As Data Scientists, we are supposed to be prepared to face Data ‘’Big’’ and ‘’Simple’’ and scrutinise it to the extent required. In recent years, we have been experiencing a lot of optimistic developments that are supposed to make our jobs easier, namely dramatic improvements to the data storage and security patterns and facilities (blockchain), growing ease of access to the data analysis tools (often available online) and development of global/industry-wide data analysis standards. These highly positive developments may lead us to optimistic assumption that in future – our jobs are only going to get easier as we will be able to increase accuracy of the analysis while keeping the costs down.

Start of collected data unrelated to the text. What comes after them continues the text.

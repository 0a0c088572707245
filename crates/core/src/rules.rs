use crate::{Board, Card, Position, Rank, Suit, WildCardType};
use thiserror::Error;

#[derive(Debug, Clone, PartialEq, Eq, Error)]
pub enum PlayError {
    #[error("position {0} is out of bounds")]
    OutOfBounds(Position),
    #[error("position {0} is a joker corner and never holds a chip")]
    CornerCell(Position),
    #[error("position {0} is already occupied")]
    Occupied(Position),
    #[error("position {0} has no chip to remove")]
    NoChip(Position),
    #[error("{card} does not match the {rank:?} of {suit:?} at {pos}")]
    Mismatch {
        card: Card,
        pos: Position,
        rank: Rank,
        suit: Suit,
    },
}

/// Decide whether `card` may target `pos`. Checks run in a fixed order:
/// bounds, corner, then the card-type specific rule.
///
/// Wild cards only get an occupancy check here. Chip ownership and capped
/// state are enforced by the wild-card operations.
pub fn play_card(card: &Card, pos: Position, board: &Board) -> Result<(), PlayError> {
    let cell = board.cell(pos).ok_or(PlayError::OutOfBounds(pos))?;
    if cell.is_corner {
        return Err(PlayError::CornerCell(pos));
    }
    match card.wild {
        Some(WildCardType::TwoEyedJack) => {
            if cell.is_occupied() {
                return Err(PlayError::Occupied(pos));
            }
            Ok(())
        }
        Some(WildCardType::OneEyedJack) => {
            if !cell.is_occupied() {
                return Err(PlayError::NoChip(pos));
            }
            Ok(())
        }
        Some(WildCardType::Joker) => Ok(()),
        None => {
            if cell.is_occupied() {
                return Err(PlayError::Occupied(pos));
            }
            if cell.rank != card.rank || cell.suit != card.suit {
                return Err(PlayError::Mismatch {
                    card: *card,
                    pos,
                    rank: cell.rank,
                    suit: cell.suit,
                });
            }
            Ok(())
        }
    }
}

pub fn can_play_card(card: &Card, pos: Position, board: &Board) -> bool {
    play_card(card, pos, board).is_ok()
}

pub fn legal_positions(card: &Card, board: &Board) -> Vec<Position> {
    Position::all()
        .filter(|pos| can_play_card(card, *pos, board))
        .collect()
}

Unfortunately, the developments above also result in a number of additional challenges – particularly when dealing with the Big Data. In this paper, I would like to briefly outline some of the emerging Big Data analysis problems that I have been facing in my respective field of the User-Centred Design (UCD).
The Big Data definitions have been evolving over time. As of now, ‘’Big Data’’ is a term that is used to describe large and complex data sets with complexity commonly referring to data coming in a range of formats rather than a single format. More specifically, analysis and management of big data is not possible without integrating all of the data sets by bringing them to common denominators.
The Good News
Working on Data Analysis projects (mostly focusing on UCD design of Service Delivery systems such as e-learning, customer portals etc.) have triggered me to re-consider some of my initial perceptions of the Big Data mining. First of all, I feel that traditional perception of the Big Data as ‘’large’’ is no longer valid. There appear to be few if any differences/variations to the analysis processes based on SIZE of the data sets. Larger data sets (e.g. processing data on user experiences of 10000 users of an e-learning platform as opposed to doing so for 500 users) can be mined in exactly the same ways as the smaller ones and increases to the cost of the analysis are purely nominal. Likewise, cost of the data processing does not increase significantly with every additional data file added and with rapid development of BlockChain technologies, the data expansion costs could be expected to decrease even further.
The ‘’Bad News’’
The ‘’Bad News’’ for UCD analysts is ever-increasing VARIETY of the data. Out of the 10 Vs of Big Data, VARIETY is one dimension of data analysis that poses challenges that are often beyond technologies to ease. In the past, user expectations were significantly easier to identify. Ford’s saying that ‘’any customer could have any car painted any colour as long as it was black’’ was reflective of the user requirements and expectations. The user data sets would have some common denominators that could be used to address the challenge of data variety. These denominators were limited and often appeared throughout the data sets consistently. Furthermore, the ways they were expressed within the data sets were also fairly consistent. Variety of the data could often be addressed through either text mining or identification of consistent patterns to look out for.
Today, UCD-driven analysis has to deal with a far greater variety across the data sets. For example, e-learning projects focusing on the learner requirements can not rely on technology alone to collect and analyse user feedback on the learning materials. There are dramatic differences across both e-learning systems available (and the ways these systems are managed) and the users’ expectations from these systems. These differences increase numbers of potential common denominators to be considered. Even when the denominators are established already, there could be many users providing data that does not fall within the pre-set range. Why? Because the users are having not only unique requirements but also have expectations that these requirements are to be met!
Similar challenges are faced across other UCD-driven data analysis projects. Real Estate portals, Banks, Insurance companies – all appear to be struggling to identify ways of collecting and integrating the user data across 3-4 denominators (something that was possible 10-15 years ago). Emerging technologies can simplify data processing and increase data analysis speed and accuracy but have little impact on how ‘’capricious ‘’ the customers are in their expectations and aspirations.
What is to be Done?
Addressing the data VARIETY challenge is not mission impossible. It does increase complexity and cost of the analysis but does not ‘’kill’’ it altogether. The main remedy for the challenge is ongoing reviews and validations of the data standards and denominators throughout the analysis process. Most importantly, the reviews and validations require proactive involvement of the Data Analysts (aka proactive human involvement) rather than use of the analysis tools and applications alone. I have been working with a number of user data analysis tools and all of them struggle to identify some of the emerging trends and out-of- range data accurately, while experienced analysts can usually pick up the discrepancies and ensure that accuracy and validity of the analysis are maintained.
To Sum Up, when analysing User Data we need to bear in mind that:
- User Centred Design inevitably involves dealing with the Big Data
- As time goes by, VARIETY of the Big Data will continue to get more complex
- Focus of the UCD-driven analysis should be on format of the data batches collected and analysed rather than volume
It is up to the end users to decide how they want their systems and user experiences designed and their preferences are subject to continuous changes of requirements and preferences. Our job is to ‘’listen’’ to these requirements carefully and adjust our analysis processes accordingly!